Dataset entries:
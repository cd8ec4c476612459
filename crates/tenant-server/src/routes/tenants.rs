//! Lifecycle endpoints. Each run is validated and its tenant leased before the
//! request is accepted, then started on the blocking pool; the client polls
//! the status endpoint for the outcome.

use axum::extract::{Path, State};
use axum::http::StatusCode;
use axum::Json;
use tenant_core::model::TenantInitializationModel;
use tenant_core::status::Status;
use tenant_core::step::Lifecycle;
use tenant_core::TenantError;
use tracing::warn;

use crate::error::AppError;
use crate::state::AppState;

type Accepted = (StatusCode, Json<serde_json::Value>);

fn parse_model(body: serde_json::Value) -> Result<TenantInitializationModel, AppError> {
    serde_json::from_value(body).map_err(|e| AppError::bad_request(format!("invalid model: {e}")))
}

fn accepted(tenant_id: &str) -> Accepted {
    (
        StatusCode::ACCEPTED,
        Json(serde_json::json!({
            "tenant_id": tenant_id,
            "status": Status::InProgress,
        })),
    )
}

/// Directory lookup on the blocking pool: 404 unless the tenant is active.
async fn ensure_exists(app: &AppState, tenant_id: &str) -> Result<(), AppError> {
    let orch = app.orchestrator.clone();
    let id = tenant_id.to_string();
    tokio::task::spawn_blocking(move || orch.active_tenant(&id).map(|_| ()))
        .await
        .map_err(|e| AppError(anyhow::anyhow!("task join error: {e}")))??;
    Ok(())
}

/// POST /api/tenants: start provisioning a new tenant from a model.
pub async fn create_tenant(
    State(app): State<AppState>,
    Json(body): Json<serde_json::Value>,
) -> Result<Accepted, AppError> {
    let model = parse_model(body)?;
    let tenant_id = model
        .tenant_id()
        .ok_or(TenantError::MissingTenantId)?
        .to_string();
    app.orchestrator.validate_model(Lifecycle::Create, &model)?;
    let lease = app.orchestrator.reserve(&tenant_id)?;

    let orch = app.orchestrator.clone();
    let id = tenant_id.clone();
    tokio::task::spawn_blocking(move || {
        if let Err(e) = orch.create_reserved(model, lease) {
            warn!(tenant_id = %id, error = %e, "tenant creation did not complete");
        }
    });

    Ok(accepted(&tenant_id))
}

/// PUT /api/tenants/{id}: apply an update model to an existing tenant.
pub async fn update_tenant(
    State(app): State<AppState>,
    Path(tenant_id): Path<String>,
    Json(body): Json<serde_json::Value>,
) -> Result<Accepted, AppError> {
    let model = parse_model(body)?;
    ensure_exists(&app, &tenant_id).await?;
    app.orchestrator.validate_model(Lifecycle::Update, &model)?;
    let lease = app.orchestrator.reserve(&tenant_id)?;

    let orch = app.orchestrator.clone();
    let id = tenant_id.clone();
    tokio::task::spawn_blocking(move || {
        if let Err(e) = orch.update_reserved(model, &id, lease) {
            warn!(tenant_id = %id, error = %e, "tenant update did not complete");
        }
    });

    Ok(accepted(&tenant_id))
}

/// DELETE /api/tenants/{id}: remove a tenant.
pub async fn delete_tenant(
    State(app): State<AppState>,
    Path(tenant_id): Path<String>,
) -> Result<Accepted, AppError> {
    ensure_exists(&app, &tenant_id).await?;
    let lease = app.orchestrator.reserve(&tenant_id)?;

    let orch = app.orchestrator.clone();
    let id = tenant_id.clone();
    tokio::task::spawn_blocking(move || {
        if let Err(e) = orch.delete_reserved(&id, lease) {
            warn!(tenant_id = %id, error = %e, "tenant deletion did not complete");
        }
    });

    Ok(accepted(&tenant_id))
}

**Exercise description:**
All records must be transcribed exactly, with none left out.

**Exercise result:**
repository cd8ec4c476612459
filename crates/tenant-server/src/routes/tenants.rs
//! Lifecycle endpoints. Each run is validated and its tenant leased before the
//! request is accepted, then started on the blocking pool; the client polls
//! the status endpoint for the outcome.

use axum::extract::{Path, State};
use axum::http::StatusCode;
use axum::Json;
use tenant_core::model::TenantInitializationModel;
use tenant_core::status::Status;
use tenant_core::step::Lifecycle;
use tenant_core::TenantError;
use tracing::warn;

use crate::error::AppError;
use crate::state::AppState;

type Accepted = (StatusCode, Json<serde_json::Value>);

fn parse_model(body: serde_json::Value) -> Result<TenantInitializationModel, AppError> {
    serde_json::from_value(body).map_err(|e| AppError::bad_request(format!("invalid model: {e}")))
}

fn accepted(tenant_id: &str) -> Accepted {
    (
        StatusCode::ACCEPTED,
        Json(serde_json::json!({
            "tenant_id": tenant_id,
            "status": Status::InProgress,
        })),
    )
}

/// Directory lookup on the blocking pool: 404 unless the tenant is active.
async fn ensure_exists(app: &AppState, tenant_id: &str) -> Result<(), AppError> {
    let orch = app.orchestrator.clone();
    let id = tenant_id.to_string();
    tokio::task::spawn_blocking(move || orch.active_tenant(&id).map(|_| ()))
        .await
        .map_err(|e| AppError(anyhow::anyhow!("task join error: {e}")))??;
    Ok(())
}

/// POST /api/tenants: start provisioning a new tenant from a model.
pub async fn create_tenant(
    State(app): State<AppState>,
    Json(body): Json<serde_json::Value>,
) -> Result<Accepted, AppError> {
    let model = parse_model(body)?;
    let tenant_id = model
        .tenant_id()
        .ok_or(TenantError::MissingTenantId)?
        .to_string();
    app.orchestrator.validate_model(Lifecycle::Create, &model)?;
    let lease = app.orchestrator.reserve(&tenant_id)?;

    let orch = app.orchestrator.clone();
    let id = tenant_id.clone();
    tokio::task::spawn_blocking(move || {
        if let Err(e) = orch.create_reserved(model, lease) {
            warn!(tenant_id = %id, error = %e, "tenant creation did not complete");
        }
    });

    Ok(accepted(&tenant_id))
}

/// PUT /api/tenants/{id}: apply an update model to an existing tenant.
pub async fn update_tenant(
    State(app): State<AppState>,
    Path(tenant_id): Path<String>,
    Json(body): Json<serde_json::Value>,
) -> Result<Accepted, AppError> {
    let model = parse_model(body)?;
    ensure_exists(&app, &tenant_id).await?;
    app.orchestrator.validate_model(Lifecycle::Update, &model)?;
    let lease = app.orchestrator.reserve(&tenant_id)?;

    let orch = app.orchestrator.clone();
    let id = tenant_id.clone();
    tokio::task::spawn_blocking(move || {
        if let Err(e) = orch.update_reserved(model, &id, lease) {
            warn!(tenant_id = %id, error = %e, "tenant update did not complete");
        }
    });

    Ok(accepted(&tenant_id))
}

/// DELETE /api/tenants/{id}: remove a tenant.
pub async fn delete_tenant(
    State(app): State<AppState>,
    Path(tenant_id): Path<String>,
) -> Result<Accepted, AppError> {
    ensure_exists(&app, &tenant_id).await?;
    let lease = app.orchestrator.reserve(&tenant_id)?;

    let orch = app.orchestrator.clone();
    let id = tenant_id.clone();
    tokio::task::spawn_blocking(move || {
        if let Err(e) = orch.delete_reserved(&id, lease) {
            warn!(tenant_id = %id, error = %e, "tenant deletion did not complete");
        }
    });

    Ok(accepted(&tenant_id))
}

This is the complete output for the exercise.